- INPUT:
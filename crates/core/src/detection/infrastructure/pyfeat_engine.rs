//! Composite expression engine: YuNet boxes, dense landmark mesh, and
//! expression coefficients, with the expensive stages throttled per
//! spatial identity.
//!
//! The box stage runs on every call. Landmark and expression regression
//! compute on throttle phases and whenever a bbox identity has no cache
//! entry, so a newly appeared face never yields a null result. Between
//! phases a stationary face reuses its cached stages under a fresh box.

use crate::detection::domain::detector::Detector;
use crate::detection::domain::engine_config::PyFeatConfig;
use crate::detection::domain::regressors::{ExpressionRegressor, MeshRegressor};
use crate::detection::infrastructure::blendshape_extractor::BlendshapeExtractor;
use crate::detection::infrastructure::execution_provider::ensure_accelerated;
use crate::detection::infrastructure::face_landmarker::FaceLandmarker;
use crate::detection::infrastructure::face_mesh_engine::BoxStage;
use crate::detection::infrastructure::throttle::{SpatialCache, ThrottleCounter};
use crate::detection::infrastructure::yunet_engine::YuNetEngine;
use crate::shared::bbox::BBox;
use crate::shared::blendshapes::Blendshapes;
use crate::shared::detection_record::DetectionRecord;
use crate::shared::frame::Frame;

const SOURCE_TAG: &str = "composite-pyfeat";

/// Landmarks and expression coefficients from one expensive-stage run.
type CachedStages = (Vec<[f32; 3]>, Option<Blendshapes>);

pub struct PyFeatEngine {
    boxes: Box<dyn BoxStage>,
    mesh: Box<dyn MeshRegressor>,
    expression: Box<dyn ExpressionRegressor>,
    throttle: ThrottleCounter,
    cache: SpatialCache<CachedStages>,
    max_faces: usize,
}

impl PyFeatEngine {
    pub fn from_config(config: &PyFeatConfig) -> Result<Self, Box<dyn std::error::Error>> {
        if config.use_gpu {
            ensure_accelerated(SOURCE_TAG)?;
        }

        // one GPU decision for the whole composite
        let mut yunet_config = config.yunet.clone();
        yunet_config.use_gpu = config.use_gpu;
        let boxes = YuNetEngine::from_config(&yunet_config)?;

        let mesh = FaceLandmarker::new(
            config.mesh_model_override.as_deref(),
            config.model_dir.as_deref(),
            config.use_gpu,
        )?;
        let expression = BlendshapeExtractor::new(
            config.checkpoint_override.as_deref(),
            config.model_dir.as_deref(),
        )?;

        Ok(Self::with_stages(
            Box::new(boxes),
            Box::new(mesh),
            Box::new(expression),
            config.throttle_interval,
            config.yunet.max_faces,
        ))
    }

    pub(crate) fn with_stages(
        boxes: Box<dyn BoxStage>,
        mesh: Box<dyn MeshRegressor>,
        expression: Box<dyn ExpressionRegressor>,
        throttle_interval: u32,
        max_faces: usize,
    ) -> Self {
        Self {
            boxes,
            mesh,
            expression,
            throttle: ThrottleCounter::new(throttle_interval),
            cache: SpatialCache::new(),
            max_faces,
        }
    }

    fn run_expensive_stages(&mut self, frame: &Frame, bbox: &BBox) -> CachedStages {
        let landmarks = match self.mesh.regress(frame, bbox) {
            Ok(points) => points,
            Err(e) => {
                log::warn!("landmark regression failed for face at {bbox:?}: {e}");
                Vec::new()
            }
        };
        let blendshapes = if landmarks.is_empty() {
            None
        } else {
            match self
                .expression
                .extract(&landmarks, frame.width(), frame.height())
            {
                Ok(shapes) => shapes,
                Err(e) => {
                    log::warn!("expression extraction failed for face at {bbox:?}: {e}");
                    None
                }
            }
        };
        (landmarks, blendshapes)
    }
}

impl Detector for PyFeatEngine {
    fn detect(
        &mut self,
        frame: &Frame,
    ) -> Result<Vec<DetectionRecord>, Box<dyn std::error::Error>> {
        let on_phase = self.throttle.tick();

        // the box stage wants BGR; the mesh stage reads the frame as-is
        let bgr = frame.swapped_rb();
        let mut detections = self.boxes.detect_boxes(&bgr)?;
        detections.truncate(self.max_faces);

        let mut records = Vec::with_capacity(detections.len());
        for det in &detections {
            let bbox = BBox::from_corners(det.x1, det.y1, det.x2, det.y2)
                .clamped(frame.width(), frame.height());
            if bbox.is_empty() {
                continue;
            }
            let key = bbox.corner_key();

            let cached = if on_phase {
                None
            } else {
                self.cache.lookup(&key).cloned()
            };
            let (landmarks, blendshapes) = match cached {
                Some(stages) => stages,
                None => {
                    let stages = self.run_expensive_stages(frame, &bbox);
                    self.cache.store(key, stages.clone());
                    stages
                }
            };

            records.push(
                DetectionRecord::new(bbox, SOURCE_TAG, "face", det.score.min(1.0))
                    .with_landmarks(landmarks)
                    .with_blendshapes(blendshapes),
            );
        }
        Ok(records)
    }

    fn source_tag(&self) -> &'static str {
        SOURCE_TAG
    }
}

// ---------------------------------------------------------------------------
// Tests
// ---------------------------------------------------------------------------
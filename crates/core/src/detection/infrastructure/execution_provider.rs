use std::path::Path;

use ort::execution_providers::{ExecutionProvider, ExecutionProviderDispatch};
use ort::session::builder::GraphOptimizationLevel;
use ort::session::Session;
use thiserror::Error;

use crate::shared::constants::{SESSION_INTER_THREADS, SESSION_INTRA_THREADS};

#[derive(Error, Debug)]
pub enum ProviderError {
    #[error("engine {engine} is GPU-only; construction requires GPU use to be enabled")]
    GpuOnly { engine: &'static str },
    #[error("engine {engine} requires execution provider {provider}, which is not available in this runtime")]
    Unavailable {
        engine: &'static str,
        provider: &'static str,
    },
    #[error("session build failed for {engine}: {source}")]
    Session {
        engine: &'static str,
        #[source]
        source: ort::Error,
    },
}

/// Accelerated providers for the current platform, most preferred first.
pub fn accelerated_execution_providers() -> Vec<ExecutionProviderDispatch> {
    #[cfg(target_os = "macos")]
    {
        vec![ort::execution_providers::CoreMLExecutionProvider::default().build()]
    }
    #[cfg(target_os = "windows")]
    {
        vec![ort::execution_providers::DirectMLExecutionProvider::default().build()]
    }
    #[cfg(not(any(target_os = "macos", target_os = "windows")))]
    {
        vec![ort::execution_providers::CUDAExecutionProvider::default().build()]
    }
}

pub fn accelerated_provider_name() -> &'static str {
    #[cfg(target_os = "macos")]
    {
        "CoreML"
    }
    #[cfg(target_os = "windows")]
    {
        "DirectML"
    }
    #[cfg(not(any(target_os = "macos", target_os = "windows")))]
    {
        "CUDA"
    }
}

/// Whether the runtime reports the platform's accelerated provider.
pub fn accelerated_provider_available() -> bool {
    #[cfg(target_os = "macos")]
    {
        ort::execution_providers::CoreMLExecutionProvider::default()
            .is_available()
            .unwrap_or(false)
    }
    #[cfg(target_os = "windows")]
    {
        ort::execution_providers::DirectMLExecutionProvider::default()
            .is_available()
            .unwrap_or(false)
    }
    #[cfg(not(any(target_os = "macos", target_os = "windows")))]
    {
        ort::execution_providers::CUDAExecutionProvider::default()
            .is_available()
            .unwrap_or(false)
    }
}

/// Providers matching an already-validated GPU choice.
pub fn providers_for(use_gpu: bool) -> Vec<ExecutionProviderDispatch> {
    if use_gpu {
        accelerated_execution_providers()
    } else {
        vec![ort::execution_providers::CPUExecutionProvider::default().build()]
    }
}

/// Hard construction gate for a GPU-only engine: GPU use must be enabled
/// AND the accelerated provider must be present. Never downgrades.
pub fn require_gpu(engine: &'static str, use_gpu: bool) -> Result<(), ProviderError> {
    validate_gpu_only(engine, use_gpu, accelerated_provider_available())
}

/// Hard check that the accelerated provider is present, for engines where
/// GPU use was requested but is optional.
pub fn ensure_accelerated(engine: &'static str) -> Result<(), ProviderError> {
    if accelerated_provider_available() {
        Ok(())
    } else {
        Err(ProviderError::Unavailable {
            engine,
            provider: accelerated_provider_name(),
        })
    }
}

fn validate_gpu_only(
    engine: &'static str,
    use_gpu: bool,
    available: bool,
) -> Result<(), ProviderError> {
    if !use_gpu {
        return Err(ProviderError::GpuOnly { engine });
    }
    if !available {
        return Err(ProviderError::Unavailable {
            engine,
            provider: accelerated_provider_name(),
        });
    }
    Ok(())
}

/// Session with capped thread pools and the given providers.
pub fn build_session(
    engine: &'static str,
    model_path: &Path,
    providers: Vec<ExecutionProviderDispatch>,
) -> Result<Session, ProviderError> {
    build_inner(model_path, providers).map_err(|source| ProviderError::Session { engine, source })
}

/// Accelerated-first build that falls back to a CPU session on failure,
/// logging a warning. Only backends documented to degrade use this.
pub fn build_session_with_fallback(
    engine: &'static str,
    model_path: &Path,
    use_gpu: bool,
) -> Result<Session, ProviderError> {
    if use_gpu {
        match build_inner(model_path, accelerated_execution_providers()) {
            Ok(session) => {
                log::info!(
                    "{engine}: session on {} execution provider",
                    accelerated_provider_name()
                );
                return Ok(session);
            }
            Err(e) => {
                log::warn!(
                    "{engine}: {} session creation failed ({e}); falling back to CPU",
                    accelerated_provider_name()
                );
            }
        }
    }
    build_inner(model_path, providers_for(false))
        .map_err(|source| ProviderError::Session { engine, source })
}

fn build_inner(
    model_path: &Path,
    providers: Vec<ExecutionProviderDispatch>,
) -> Result<Session, ort::Error> {
    let mut builder = Session::builder()?
        .with_optimization_level(GraphOptimizationLevel::Level3)?
        .with_intra_threads(SESSION_INTRA_THREADS)?
        .with_inter_threads(SESSION_INTER_THREADS)?;
    if !providers.is_empty() {
        builder = builder.with_execution_providers(providers)?;
    }
    builder.commit_from_file(model_path)
}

- ASSIGNED TASK: Would you filter the records and copy out each line containing "MeshRegressor"?

- ANSWER TO THIS EXERCISE:
use crate::detection::domain::regressors::{ExpressionRegressor, MeshRegressor};
    mesh: Box<dyn MeshRegressor>,
        mesh: Box<dyn MeshRegressor>,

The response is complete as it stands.